Start of MATERIAL TO PROCESS

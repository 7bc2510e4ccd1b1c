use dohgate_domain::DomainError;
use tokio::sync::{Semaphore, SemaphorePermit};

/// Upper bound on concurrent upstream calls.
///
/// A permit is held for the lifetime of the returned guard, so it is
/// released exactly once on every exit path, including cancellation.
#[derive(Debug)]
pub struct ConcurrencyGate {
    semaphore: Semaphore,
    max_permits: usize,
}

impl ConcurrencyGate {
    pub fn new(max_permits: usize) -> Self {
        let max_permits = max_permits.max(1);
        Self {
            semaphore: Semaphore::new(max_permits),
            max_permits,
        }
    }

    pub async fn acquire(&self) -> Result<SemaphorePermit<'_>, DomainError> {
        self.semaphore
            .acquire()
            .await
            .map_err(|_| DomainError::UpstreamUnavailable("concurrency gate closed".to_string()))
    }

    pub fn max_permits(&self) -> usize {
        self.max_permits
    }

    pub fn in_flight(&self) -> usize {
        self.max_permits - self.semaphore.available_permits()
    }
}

End of MATERIAL TO PROCESS

* _ABOUT THIS TASK_: Filter the lines above, keeping each one that contains the string "usize".

* _THE COMPLETED TASK_:
    max_permits: usize,
    pub fn new(max_permits: usize) -> Self {
    pub fn max_permits(&self) -> usize {
    pub fn in_flight(&self) -> usize {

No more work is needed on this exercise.